Research
Current Research Projects
Project 1: Molecular Mechanisms of Apoptosis
Our team is studying the basic mechanisms that control caspase-3, a key executioner caspase essential in apoptosis and immune cell fate. We have identified Hsp27 and PKCd as direct switches of caspase-3 activation. We use proteomics, biochemical, molecular biology and protein network analyses to study the contribution of post-translational mechanisms and protein-protein interaction in the regulation of caspase-3. We found that caspase-3 is essential in the regulation of innate immune cells using primary human and mouse monocytes and macrophages. We are currently investigating how caspase-3 regulates monocytes/macrophage function modulating tumor resistant and adipocyte function using 3D co-cultures and patient derived xenografts (PDXs). The goal of these studies is to determine how caspase-3 can be controlled to induce apoptosis in cancer cell and immune cells which numbers abnormally increase in chronic inflammatory diseases. This basic knowledge can be clinically translated and help control the number of immune cells abnormally present in the tumor and adipose microenvironment during chronic inflammatory conditions.
Project 2: Immune-Regulation: Establish the Protein and Gene Networks Responsible of Monocyte-Macrophage Immune Function
We are studying the molecular mechanisms that control monocyte numbers, differentiation into macrophages and macrophage switching (M1/M2). The goal of these studies is to establish the gene and protein hubs controlling monocyte-macrophage differentiation and their functions to therapeutically target monocyte/macrophage dysregulation characteristic of chronic inflammatory diseases including pathogen-induced inflammation, cancer and obesity. As part of these studies we use xenograft and genetically modified preclinical mouse models to study the immuno-regulatory mechanisms that control tumor evasion, cancer cell resistant and adipocyte dysregulation. RNAseq and proteomics analyses together with physiological and molecular biology approaches are used to elucidate the main pathways that control myeloid cell differentiation and apoptosis. The long-term goal of these studies is to understand the basic immune-regulatory mechanisms controlling monocyte/macrophage function.

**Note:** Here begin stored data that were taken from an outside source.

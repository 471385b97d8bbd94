pub mod btle;
pub mod constants;
pub mod frame;
pub mod session;
pub mod transport;
pub mod types;

#[cfg(test)]
mod fake;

Project 3: Flavonoids Targeting Inflammatory Diseases: Implications for Cancer and Obesity
Our team is studying the mechanisms responsible for the beneficial effects of flavonoids, phytochemicals broadly present in our diet. We found that dietary flavones decrease inflammation, tumor development and promote bacterial clearance. We are investigating the gene and protein networks modulated by flavonoids in innate immune cells, cancer cells and adipocytes using RNAseq and metabolic analyses. We use biochemical, analytical, cellular and preclinical mouse models of breast and lung cancer, bacterial infection and obesity. We have developed whole food formulations following approved food and technology guidelines that increase flavonoid absorption and delivered bioactive concentrations of flavonoids. These studies are aligned with a mission of promoting foods for health and sustainability. The goal of these studies is to better understand the mechanisms responsible for the anti-inflammatory and anti-carcinogenic activity of phytochemicals, and to trigger metabolic rewiring and reestablish immune balance key to human and animal health. New studies on the regulation of the microbiome and metabolic profiling are undergoing. These studies currently include human clinical trials for the prevention and treatment of chronic inflammatory diseases.
Project 4: Target Identification of Phytochemicals
To gain a better understanding of how phytochemicals exert their beneficial effects, our team has developed novel high-throughput genome-wide approaches, among them PDSeq, to identify direct protein targets of flavonoids. The implementation of PDSeq revealed a new mechanism by which the flavone apigenin, through direct association with RNA binding proteins, controls alternative splicing. We are using PDSeq in combination with RNASeq and metabolic network analyses to define therapeutic targets of flavonoids. In addition, high-throughput screening of compound libraries in combination with flavonoids are currently ongoing to identify best combinations for the prevention and treatment of cancer and other chronic inflammatory diseases.
Project 5: Control of Flavonoid Biosynthesis
Our team is pursuing genome-wide studies to establish the gene regulatory network responsible of flavonoid biosynthesis. For this purpose, we generated a maize transcription factor ORFeome collection that together with the use of yeast one hybrid and yeast two hybrid is helping define how transcription factors control the synthesis of phytochemicals. In addition, antibodies recognizing specific transcription factors are being developed and used in chromatin immunoprecipitation (ChIPs) and ChIP-Seq studies to further understand how flavonoid synthesis is regulated. In addition, we are studying the effect of stress conditions in transcription start sites of genes responsible for flavonoid biosynthesis using CAGE and ChIP-Seq. Together these studies will contribute to a better understanding of flavonoid synthesis. Findings from this project will facilitate the development of plants which are more resistant to pathogens and foods with higher levels of beneficial phytochemicals that can be used to improve human and animal health.